During the music festival, Peel Street (the main shopping street) is closed to traffic so that people can wander freely throughout stalls set up in the middle of the road, and stop to listen to buskers at almost every shop front, on their way to over 100 live music venues to enjoy listening to booked artist performances. Some events are ticketed, and some are free. Buskers are required to register with the local council and have the opportunity to enter a competition and be judged to find the festival’s best busker.
By and large, Tamworth is Australia’s Nashville. It may be a smaller pool compared with America, but that pool runs deep with talent. And just as various Blues styles have emerged, so too Country Music offers various flavours including Classic Country, Bluegrass, Country Blues, Country Rock, Folk, Urban Country, Alternative Country, Rockabilly, Western Swing, Country Rock’n’Roll, Yodelling, and World Music. And all of these could be found in Tamworth. I also ran into many Blues musicians I knew there, both performing and visiting. We all blended into one big happy family with our Country cousins. In fact, what I noticed most about this town was how welcoming and friendly it is. Everyone was supportive of each other and of the music culture. I’ll definitely be heading back again.
And if you were at Tamworth, you have the opportunity to win a prize pack including 2 x GOLD tickets to the 2021 Toyota GoldenGuitars and an annual subscription to Country Music Capital News. Just send feedback on your festival experience by taking the survey at https://bit.ly/30WWZ8S.

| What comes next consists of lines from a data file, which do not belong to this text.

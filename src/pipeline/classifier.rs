//! Size and color classification of open production tasks
//!
//! Both labels come from ordered keyword tables: the first rule whose
//! keyword appears (case-insensitive substring) in the text wins.

use serde::Serialize;

use crate::core::column::Column;
use crate::core::table::TaskTable;

/// Pad size derived from the task name
#[derive(Debug, Clone, Copy, PartialEq, Eq, PartialOrd, Ord, Hash, Serialize)]
pub enum Size {
    Small,
    Medium,
    Large,
    Unknown,
}

impl Size {
    pub fn label(&self) -> &'static str {
        match self {
            Size::Small => "Small",
            Size::Medium => "Medium",
            Size::Large => "Large",
            Size::Unknown => "Unknown",
        }
    }
}

impl std::fmt::Display for Size {
    fn fmt(&self, f: &mut std::fmt::Formatter<'_>) -> std::fmt::Result {
        write!(f, "{}", self.label())
    }
}

/// Pad color derived from the task tags
#[derive(Debug, Clone, Copy, PartialEq, Eq, PartialOrd, Ord, Hash, Serialize)]
pub enum Color {
    Purple,
    Black,
    Blue,
    Red,
    White,
    Green,
    Unspecified,
}

impl Color {
    pub fn label(&self) -> &'static str {
        match self {
            Color::Purple => "Purple",
            Color::Black => "Black",
            Color::Blue => "Blue",
            Color::Red => "Red",
            Color::White => "White",
            Color::Green => "Green",
            Color::Unspecified => "No Color Specified",
        }
    }
}

impl std::fmt::Display for Color {
    fn fmt(&self, f: &mut std::fmt::Formatter<'_>) -> std::fmt::Result {
        write!(f, "{}", self.label())
    }
}

/// Size rules, checked in order
pub const SIZE_RULES: &[(&[&str], Size)] = &[
    (&["small", "sm"], Size::Small),
    (&["medium", "med"], Size::Medium),
    (&["large", "lrg"], Size::Large),
];

/// Color rules, checked in order
pub const COLOR_RULES: &[(&[&str], Color)] = &[
    (&["purple"], Color::Purple),
    (&["black"], Color::Black),
    (&["blue", "cerulean"], Color::Blue),
    (&["red", "candy red"], Color::Red),
    (&["white", "snow"], Color::White),
    (&["green"], Color::Green),
];

fn first_match<T: Copy>(text: Option<&str>, rules: &[(&[&str], T)], default: T) -> T {
    let Some(text) = text else {
        return default;
    };
    let lowered = text.to_lowercase();
    rules
        .iter()
        .find(|(keywords, _)| keywords.iter().any(|k| lowered.contains(k)))
        .map(|(_, label)| *label)
        .unwrap_or(default)
}

pub fn classify_size(name: Option<&str>) -> Size {
    first_match(name, SIZE_RULES, Size::Unknown)
}

pub fn classify_color(tags: Option<&str>) -> Color {
    first_match(tags, COLOR_RULES, Color::Unspecified)
}

/// An open task with a positive quantity, labelled
#[derive(Debug, Clone, PartialEq, Eq, Serialize)]
pub struct ClassifiedTask {
    pub section: Option<String>,
    pub name: Option<String>,
    pub quantity: i64,
    pub tags: Option<String>,
    pub size: Size,
    pub color: Color,
}

/// Label every row that passes the pre-filter.
///
/// A row is kept when its Quantity is positive and, where those columns
/// exist, it is not completed and its section does not contain
/// `excluded_section` (case-insensitive).
pub fn classify(table: &TaskTable, excluded_section: &str) -> Vec<ClassifiedTask> {
    let Some(qty_col) = table.index_of(Column::Quantity) else {
        tracing::debug!("no {} column, nothing to classify", Column::Quantity);
        return Vec::new();
    };
    let name_col = table.index_of(Column::Name);
    let tags_col = table.index_of(Column::Tags);
    let section_col = table.index_of(Column::SectionColumn);
    let completed_col = table.index_of(Column::CompletedAt);
    let excluded = excluded_section.to_lowercase();

    let text = |row: usize, col: Option<usize>| col.and_then(|c| table.text(row, c));

    (0..table.len())
        .filter_map(|row| {
            let quantity = table.integer(row, qty_col).filter(|q| *q > 0)?;
            if text(row, completed_col).is_some() {
                return None;
            }
            let section = text(row, section_col);
            if !excluded.is_empty()
                && section.is_some_and(|s| s.to_lowercase().contains(&excluded))
            {
                return None;
            }

            let name = text(row, name_col);
            let tags = text(row, tags_col);
            Some(ClassifiedTask {
                section: section.map(str::to_string),
                name: name.map(str::to_string),
                quantity,
                tags: tags.map(str::to_string),
                size: classify_size(name),
                color: classify_color(tags),
            })
        })
        .collect()
}

#[cfg(test)]
mod tests {
    use super::*;
    use crate::core::table::Value;

    #[test]
    fn test_size_keywords() {
        assert_eq!(classify_size(Some("Small Pad")), Size::Small);
        assert_eq!(classify_size(Some("SM pad")), Size::Small);
        assert_eq!(classify_size(Some("Med Pad")), Size::Medium);
        assert_eq!(classify_size(Some("LARGE pad")), Size::Large);
        assert_eq!(classify_size(Some("Lrg")), Size::Large);
        assert_eq!(classify_size(Some("Pad")), Size::Unknown);
        assert_eq!(classify_size(None), Size::Unknown);
    }

    #[test]
    fn test_size_priority_small_before_large() {
        assert_eq!(classify_size(Some("Large Small Pad")), Size::Small);
        assert_eq!(classify_size(Some("Large Medium Pad")), Size::Medium);
    }

    #[test]
    fn test_size_substring_match() {
        // "sm" is a substring match, not a word match
        assert_eq!(classify_size(Some("Prism Large")), Size::Small);
    }

    #[test]
    fn test_color_keywords_in_order() {
        assert_eq!(classify_color(Some("cerulean")), Color::Blue);
        assert_eq!(classify_color(Some("Candy Red, rush")), Color::Red);
        assert_eq!(classify_color(Some("snow")), Color::White);
        assert_eq!(classify_color(Some("green, black")), Color::Black);
        assert_eq!(classify_color(Some("blue, purple")), Color::Purple);
        assert_eq!(classify_color(Some("rush")), Color::Unspecified);
        assert_eq!(classify_color(None), Color::Unspecified);
        assert_eq!(Color::Unspecified.label(), "No Color Specified");
    }

    fn table(rows: Vec<Vec<Option<Value>>>) -> TaskTable {
        TaskTable::new(
            ["Section/Column", "Name", "Quantity", "Tags", "Completed At"]
                .iter()
                .map(|c| c.to_string())
                .collect(),
            rows,
        )
    }

    fn row(section: &str, name: &str, qty: Option<i64>, tags: &str, done: &str) -> Vec<Option<Value>> {
        let cell = |s: &str| if s.is_empty() { None } else { Some(Value::from(s)) };
        vec![cell(section), cell(name), qty.map(Value::Integer), cell(tags), cell(done)]
    }

    #[test]
    fn test_classify_prefilter() {
        let t = table(vec![
            row("Cutting", "Small Pad", Some(2), "blue", ""),
            row("Cutting", "Large Pad", Some(0), "red", ""),
            row("Cutting", "Large Pad", None, "red", ""),
            row("Cutting", "Medium Pad", Some(3), "", "2024-05-01"),
            row("Bindings Built", "Medium Pad", Some(4), "", ""),
            row("", "Lrg Pad", Some(1), "snow", ""),
        ]);
        let tasks = classify(&t, "bindings built");

        assert_eq!(tasks.len(), 2);
        assert_eq!(tasks[0].size, Size::Small);
        assert_eq!(tasks[0].color, Color::Blue);
        assert_eq!(tasks[0].section.as_deref(), Some("Cutting"));
        assert_eq!(tasks[1].size, Size::Large);
        assert_eq!(tasks[1].color, Color::White);
        assert_eq!(tasks[1].section, None);
    }

    #[test]
    fn test_classify_without_optional_columns() {
        let t = TaskTable::new(
            vec!["Name".into(), "Quantity".into()],
            vec![vec![Some("Small".into()), Some(Value::Integer(1))]],
        );
        let tasks = classify(&t, "bindings built");
        assert_eq!(tasks.len(), 1);
        assert_eq!(tasks[0].color, Color::Unspecified);
    }

    #[test]
    fn test_classify_without_quantity_column() {
        let t = TaskTable::new(vec!["Name".into()], vec![vec![Some("Small".into())]]);
        assert!(classify(&t, "bindings built").is_empty());
    }
}
//! Report assembly
//!
//! Every output sheet is described by a [`ViewDef`]: which row set it reads,
//! an optional row filter, an optional sort, a column projection and the
//! presentation rules (hidden columns, highlighted cells). Rendering a view
//! always copies; no view mutates its source or another view.

use serde::Serialize;
use std::cmp::Ordering;

use crate::core::column::Column;
use crate::core::config::Config;
use crate::core::table::{Row, TaskTable, Value};
use crate::pipeline::aggregator::SummaryRow;
use crate::pipeline::classifier::ClassifiedTask;

pub const SHEET_FORMATTED: &str = "Formatted Data";
pub const SHEET_FILTERED: &str = "Filtered View";
pub const SHEET_PIVOT: &str = "Pivot Summary";
pub const SHEET_ANALYSIS: &str = "Detailed Analysis";
pub const SHEET_SUMMARY: &str = "Summary";

/// Keywords counted by the legacy pivot, in output order
pub const PIVOT_KEYWORDS: [&str; 3] = ["small", "medium", "large"];

/// The views a report is made of
#[derive(Debug, Clone, Copy, PartialEq, Eq, Serialize, clap::ValueEnum)]
#[serde(rename_all = "lowercase")]
pub enum ViewKind {
    /// Full cleaned table
    Formatted,
    /// Tasks without a project, by name descending
    Filtered,
    /// Keyword totals per size over all tasks
    Pivot,
    /// Classified open tasks
    Analysis,
    /// Grouped totals over classified tasks
    Summary,
}

impl std::fmt::Display for ViewKind {
    fn fmt(&self, f: &mut std::fmt::Formatter<'_>) -> std::fmt::Result {
        match self {
            ViewKind::Formatted => write!(f, "formatted"),
            ViewKind::Filtered => write!(f, "filtered"),
            ViewKind::Pivot => write!(f, "pivot"),
            ViewKind::Analysis => write!(f, "analysis"),
            ViewKind::Summary => write!(f, "summary"),
        }
    }
}

/// Row set a view reads from
#[derive(Debug, Clone, Copy, PartialEq, Eq)]
pub enum Source {
    Cleaned,
    LegacyPivot,
    Classified,
    Summary,
}

/// Row filter applied before sorting
#[derive(Debug, Clone, PartialEq, Eq)]
pub enum RowFilter {
    /// Keep rows whose column is empty (all rows if the column is missing)
    EmptyColumn(Column),
}

/// Case-insensitive sort on one column; empty cells go last
#[derive(Debug, Clone, PartialEq, Eq)]
pub struct SortRule {
    pub column: Column,
    pub descending: bool,
}

/// Which columns a view keeps
#[derive(Debug, Clone, PartialEq, Eq)]
pub enum Projection {
    /// Every column in source order
    All,
    /// Listed columns first (when present), the rest after in source order
    Reorder(Vec<String>),
}

/// Cells rendered inverted when another column equals a value
#[derive(Debug, Clone, PartialEq, Eq)]
pub struct Highlight {
    pub when: Column,
    pub equals: String,
    pub cell: Column,
}

/// Declarative description of one output sheet
#[derive(Debug, Clone, PartialEq, Eq)]
pub struct ViewDef {
    pub kind: ViewKind,
    pub name: &'static str,
    pub source: Source,
    pub filter: Option<RowFilter>,
    pub sort: Option<SortRule>,
    pub projection: Projection,
    pub hidden: Vec<String>,
    pub highlight: Option<Highlight>,
}

/// A rendered view, ready for export
#[derive(Debug, Clone, PartialEq, Serialize)]
pub struct Sheet {
    pub kind: ViewKind,
    pub name: String,
    pub table: TaskTable,
    /// Column indices hidden on export
    pub hidden: Vec<usize>,
    /// (row, column) cells rendered inverted
    pub highlighted: Vec<(usize, usize)>,
}

/// The row sets computed by the pipeline
#[derive(Debug, Clone, Copy)]
pub struct ReportSources<'a> {
    pub cleaned: &'a TaskTable,
    pub classified: &'a [ClassifiedTask],
    pub summary: &'a [SummaryRow],
}

/// All sheets of a report, in workbook order
#[derive(Debug, Clone, PartialEq, Serialize)]
pub struct Report {
    pub sheets: Vec<Sheet>,
}

impl Report {
    pub fn sheet(&self, kind: ViewKind) -> Option<&Sheet> {
        self.sheets.iter().find(|s| s.kind == kind)
    }
}

/// The report layout, with presentation rules taken from config
pub fn view_definitions(config: &Config) -> Vec<ViewDef> {
    vec![
        ViewDef {
            kind: ViewKind::Formatted,
            name: SHEET_FORMATTED,
            source: Source::Cleaned,
            filter: None,
            sort: None,
            projection: Projection::Reorder(config.column_order().to_vec()),
            hidden: config.hidden_columns().to_vec(),
            highlight: Some(Highlight {
                when: Column::Projects,
                equals: config.highlight_project().to_string(),
                cell: Column::Name,
            }),
        },
        ViewDef {
            kind: ViewKind::Filtered,
            name: SHEET_FILTERED,
            source: Source::Cleaned,
            filter: Some(RowFilter::EmptyColumn(Column::Projects)),
            sort: Some(SortRule {
                column: Column::Name,
                descending: true,
            }),
            projection: Projection::All,
            hidden: config.filtered_hidden_columns(),
            highlight: None,
        },
        ViewDef {
            kind: ViewKind::Pivot,
            name: SHEET_PIVOT,
            source: Source::LegacyPivot,
            filter: None,
            sort: None,
            projection: Projection::All,
            hidden: Vec::new(),
            highlight: None,
        },
        ViewDef {
            kind: ViewKind::Analysis,
            name: SHEET_ANALYSIS,
            source: Source::Classified,
            filter: None,
            sort: None,
            projection: Projection::All,
            hidden: Vec::new(),
            highlight: None,
        },
        ViewDef {
            kind: ViewKind::Summary,
            name: SHEET_SUMMARY,
            source: Source::Summary,
            filter: None,
            sort: None,
            projection: Projection::All,
            hidden: Vec::new(),
            highlight: None,
        },
    ]
}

While I was having the customary photo taken in front of the Golden Guitar, I chatted to Barry Harley, Festival Director and Country Music Manager at Tamworth Regional Council.
Hi Barry. I’m curious to know more of the background to the Golden Guitar Awards and the festival’s history. Would you please share some of that with us?
Yes of course. Well, Joy McKean won the first ever Golden Guitar award in 1973, for writing “Lights on the Hill”, which is a good ole trucker song performed by the late Slim Dusty. Joy, a successful musician in her own right, was married to Slim Dusty who is iconic in Australia as the father of Country Music. Since then several hundred of these Golden Guitars have been given out and this particular Golden Guitar structure was built back in 1985. It really has become the symbol of Tamworth and the symbol of Country Music, and Tamworth has become a guitar town.
Behind the Golden Guitar we’ve got the Business Information Centre, and just recently we’ve opened what will be start of the National Guitar Museum. So that whole guitar theme has been carried all the way through.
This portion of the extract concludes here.